I finished Just Kids last week and reading hasn’t been the same. I first caught wind of Patti Smith’s memoir from Ashley and since she put it on my reading radar, I’ve seen mentions of it everywhere. I borrowed the book from the library and even successfully badgered a friend of mine to read it before I even opened it. It was tucked underneath my passenger seat for months before I packed it on my carry on for airplane reading en route to Vegas.
I’m so glad I didn’t give up on starting this book like I normally would do if I don’t crack up a borrowed book within a few weeks of getting it. Patti Smith writes the story of her friendship with her soul mate, Robert Mapplethorpe. Usually, I don’t buy into the idea of soul mates but I cannot think of a better way to describe the bond between Patti and Robert. Through the lifespan of their relationship, they shared the bond that would exist between best friends, lovers, siblings, mentor and mentee, artist and muse, and lifelong companions. They were each other’s cheerleaders and protectors and it was a real honor to be able to follow their journey through art and life.
Peppered through the memoir are scans of their work in photographs, drawings, and writings. I emailed Ashley telling her how this book has made me want to be more of a sentimental artifacts hoarder. Funnily she told me it had the opposite effect on her because there were times these two wandered with very little possessions. Patti moved to New York with hardly anything in her suitcase. She traveled to Paris with scarcely anything in her suitcase.
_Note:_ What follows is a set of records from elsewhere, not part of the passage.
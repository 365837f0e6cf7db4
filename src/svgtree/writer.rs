// This Source Code Form is subject to the terms of the Mozilla Public
// License, v. 2.0. If a copy of the MPL was not distributed with this
// file, You can obtain one at http://mozilla.org/MPL/2.0/.

use xmlwriter::{Indent, XmlWriter};

use super::{Document, Node, NodeKind};

/// XML writing options.
#[derive(Clone, Copy, Default, Debug)]
pub struct WriteOptions {
    /// Use single quotes for attribute values.
    ///
    /// Default: false
    pub use_single_quote: bool,
}

impl Document {
    /// Writes the document back to a string.
    ///
    /// No indentation is added. Whitespace text nodes of the input are kept,
    /// so the output preserves the original layout.
    pub fn to_string(&self, opt: &WriteOptions) -> String {
        let root = match self.root_element() {
            Some(v) => v,
            None => return String::new(),
        };

        let mut xml = XmlWriter::new(xmlwriter::Options {
            use_single_quote: opt.use_single_quote,
            indent: Indent::None,
            attributes_indent: Indent::None,
        });
        xml.set_preserve_whitespaces(true);

        write_element(root, &mut xml);

        let body = xml.end_document();
        let mut s = String::with_capacity(self.prolog.len() + body.len() + self.epilogue.len());
        s.push_str(&self.prolog);
        s.push_str(&body);
        s.push_str(&self.epilogue);
        s
    }
}

fn write_element(node: Node, xml: &mut XmlWriter) {
    let name = match node.tag_name() {
        Some(v) => v,
        None => return,
    };

    xml.start_element(name);

    for ns in node.namespaces() {
        let value = escape_attribute(&ns.uri);
        match ns.prefix {
            Some(ref prefix) => xml.write_attribute_fmt(
                &format!("xmlns:{}", prefix),
                format_args!("{}", value),
            ),
            None => xml.write_attribute("xmlns", &value),
        }
    }

    for attr in node.attributes() {
        xml.write_attribute(&attr.name, &escape_attribute(&attr.value));
    }

    for child in node.children() {
        match child.d.kind {
            NodeKind::Element { .. } => write_element(child, xml),
            NodeKind::Text(ref text) => {
                if !text.is_empty() {
                    xml.write_text(&escape_text(text));
                }
            }
            NodeKind::Comment(ref text) => xml.write_comment(text),
            NodeKind::Root => {}
        }
    }

    xml.end_element();
}

// `xmlwriter` escapes only quotes in attributes and only `<` in text.

fn escape_attribute(value: &str) -> String {
    let mut s = String::with_capacity(value.len());
    for c in value.chars() {
        match c {
            '&' => s.push_str("&amp;"),
            '<' => s.push_str("&lt;"),
            '\n' => s.push_str("&#10;"),
            '\r' => s.push_str("&#13;"),
            '\t' => s.push_str("&#9;"),
            _ => s.push(c),
        }
    }

    s
}

fn escape_text(text: &str) -> String {
    let mut s = String::with_capacity(text.len());
    for c in text.chars() {
        match c {
            '&' => s.push_str("&amp;"),
            '>' => s.push_str("&gt;"),
            '\r' => s.push_str("&#13;"),
            _ => s.push(c),
        }
    }

    s
}

#[cfg(test)]
mod tests {
    use crate::{Document, Options};

    fn round_trip(text: &str) -> String {
        let doc = Document::parse_str(text, &Options::default()).unwrap();
        doc.to_string(&super::WriteOptions::default())
    }

    #[test]
    fn preserves_layout() {
        let text = "\
<svg xmlns=\"http://www.w3.org/2000/svg\" viewBox=\"0 0 10 10\">
    <!-- comment -->
    <g id=\"g1\">
        <rect width=\"5\" height=\"5\"/>
    </g>
</svg>";
        assert_eq!(round_trip(text), text);
    }

    #[test]
    fn escaping() {
        let text = "<svg data-x=\"a &amp; b &lt; c &quot;d&quot;\"><text>1 &lt; 2 &amp;&amp; 3 &gt; 2</text></svg>";
        assert_eq!(round_trip(text), text);
    }

    #[test]
    fn empty_elements_are_collapsed() {
        assert_eq!(round_trip("<svg><g></g></svg>"), "<svg><g/></svg>");
    }

    #[test]
    fn cdata_is_written_as_text() {
        assert_eq!(
            round_trip("<svg><style><![CDATA[a > b]]></style></svg>"),
            "<svg><style>a &gt; b</style></svg>"
        );
    }

    #[test]
    fn nested_namespaces() {
        let text = "<svg xmlns=\"http://www.w3.org/2000/svg\">\
<foreignObject><div xmlns=\"http://www.w3.org/1999/xhtml\">text</div></foreignObject>\
</svg>";
        assert_eq!(round_trip(text), text);
    }

    #[test]
    fn single_quotes() {
        let doc = Document::parse_str("<svg id=\"a'b\"/>", &Options::default()).unwrap();
        let opt = super::WriteOptions { use_single_quote: true };
        assert_eq!(doc.to_string(&opt), "<svg id='a&apos;b'/>");
    }
}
Comparing the differences in what Ashley and I took away reminds me again that reading is such a personal journey. What we find significant to us is an indication to where we are and who we are in life. I am already a sentimental artifact hoarder. Ashley is already a minimalist in progress.
Still, I cannot imagine anyone reading this book and not be moved by the relationship between Patti and Robert.
Here are a few passages that spoke to me as I am now:
I bought stacks of books, but I didn’t read them. I taped sheets of paper to the wall, but I didn’t draw. I slid my guitar under the bed. At night, alone, I just sat and waited. Once again I found myself contemplating what I should be doing to do something of worth. Everything I came up with seemed irreverent or irrelevant.
“Say anything,” he said. “You can’t make a mistake when you improvise.”
“What if I mess it up? What if I screw up the rhythm?”
“You can’t,” he said. “It’s like drumming. If you miss a beat, you create another.”
Yet you could feel a vibration in the air, a sense of hastening. It had started with the moon, inaccessible poem that it was. Now men had walked upon it, rubber treads on a pearl of the gods. Perhaps it was an awareness of time passing, the last summer of the decade. Sometimes I just wanted to raise my hands and stop. But stop what? Maybe just growing up.